Cambodia and Yugoslavia

Cambodia–Yugoslavia relations were historical foreign relations between Cambodia and now split-up Socialist Federal Republic of Yugoslavia. The first official meeting between Norodom Sihanouk and President of Yugoslavia Josip Broz Tito happened in 1956 on Brijuni islands in Yugoslav constituent Socialist Republic of Croatia. Till 1976 Sihanouk visited Yugoslavia on five occasions while President Tito visited Cambodia twice. Cambodia was one of the countries represented at the 1961 Summit Conference of Heads of State or Government of the Non-Aligned Movement in Belgrade, the first conference of the Non-Aligned Movement. Yugoslavia credited and participated in construction of the Kirirom 1 Hydropower Dam which was completed in 1969.

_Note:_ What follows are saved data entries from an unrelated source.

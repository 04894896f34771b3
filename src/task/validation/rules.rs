//! Individual validation rule implementations.
//!
//! Each rule is a pure function checking one aspect of a candidate task and
//! returning `Ok(())` or the specific violation it detected.

use super::{PlanningDateError, TaskValidationConfig, TaskViolation};
use crate::task::domain::PlanningDate;

/// Returns `true` for Gregorian leap years.
///
/// # Examples
///
/// ```
/// use dayplanner::task::validation::rules::is_leap_year;
///
/// assert!(is_leap_year(2024));
/// assert!(is_leap_year(2000));
/// assert!(!is_leap_year(1900));
/// assert!(!is_leap_year(2023));
/// ```
#[must_use]
pub const fn is_leap_year(year: i32) -> bool {
    (year.rem_euclid(4) == 0 && year.rem_euclid(100) != 0) || year.rem_euclid(400) == 0
}

/// Returns the number of days in `month` of `year`.
///
/// Returns `None` when the month is outside 1 to 12.
#[must_use]
pub const fn days_in_month(year: i32, month: u32) -> Option<u32> {
    match month {
        1 | 3 | 5 | 7 | 8 | 10 | 12 => Some(31),
        4 | 6 | 9 | 11 => Some(30),
        2 if is_leap_year(year) => Some(29),
        2 => Some(28),
        _ => None,
    }
}

/// Validates that a planning date is a real calendar date.
///
/// # Errors
///
/// Returns [`PlanningDateError`] for a non-positive year, a month outside
/// 1 to 12, a day that does not exist in the month, or a year past the
/// last date `chrono` can represent.
pub fn validate_date(date: PlanningDate) -> Result<(), PlanningDateError> {
    if date.year() <= 0 {
        return Err(PlanningDateError::NonPositiveYear(date.year()));
    }
    let Some(max) = days_in_month(date.year(), date.month()) else {
        return Err(PlanningDateError::MonthOutOfRange(date.month()));
    };
    if date.day() == 0 || date.day() > max {
        return Err(PlanningDateError::DayOutOfRange {
            day: date.day(),
            max,
        });
    }
    if date.to_naive_date().is_none() {
        return Err(PlanningDateError::YearOutOfRange(date.year()));
    }
    Ok(())
}

/// Validates title presence and length.
///
/// # Errors
///
/// Returns [`TaskViolation::NoTitle`] for an empty title or
/// [`TaskViolation::TitleTooLong`] when it exceeds the configured limit.
pub fn validate_title(title: &str, config: &TaskValidationConfig) -> Result<(), TaskViolation> {
    if title.is_empty() {
        return Err(TaskViolation::NoTitle);
    }
    let actual = title.chars().count();
    if actual > config.max_title_chars {
        return Err(TaskViolation::TitleTooLong {
            max: config.max_title_chars,
            actual,
        });
    }
    Ok(())
}

/// Validates description length.
///
/// # Errors
///
/// Returns [`TaskViolation::DescriptionTooLong`] when the description
/// exceeds the configured limit.
pub fn validate_description(
    description: &str,
    config: &TaskValidationConfig,
) -> Result<(), TaskViolation> {
    let actual = description.chars().count();
    if actual > config.max_description_chars {
        return Err(TaskViolation::DescriptionTooLong {
            max: config.max_description_chars,
            actual,
        });
    }
    Ok(())
}

/// Validates that a planning date is a calendar date on or after `today`.
///
/// The expiry comparison only runs for calendar-valid dates.
///
/// # Errors
///
/// Returns [`TaskViolation::DateInvalid`] or [`TaskViolation::DateExpired`].
pub fn validate_schedule(date: PlanningDate, today: PlanningDate) -> Result<(), TaskViolation> {
    validate_date(date).map_err(TaskViolation::DateInvalid)?;
    if date < today {
        return Err(TaskViolation::DateExpired { date, today });
    }
    Ok(())
}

Following the 1970 Cambodian coup d'état Yugoslavia maintained its relations with the GRUNK, a government-in-exile of Cambodia, based in Beijing. At the same time Yugoslavia opened its embassy in Phnom Penh but directed all of its official communication through the Embassy of Cambodia in Belgrade which was controlled by GRUNK.

Following the Khmer Rouge conquest of power and the declaration of the Democratic Kampuchea Yugoslavia was one of only a couple of countries in the world which maintained some formal bilateral relations with the new regime. In early 1978 Yugoslav reporters of Tanjug, Vjesnik and Politika were the first from Europe to be allowed to tour the country for two weeks. During the Cambodian–Vietnamese War, Belgrade believed that foreign interference was unjustified and could have led to wider Sino-Soviet conflict.

Following the breakup of Yugoslavia United Nations Transitional Administration for Eastern Slavonia, Baranja and Western Sirmium was designed following the earlier United Nations Transitional Authority in Cambodia example.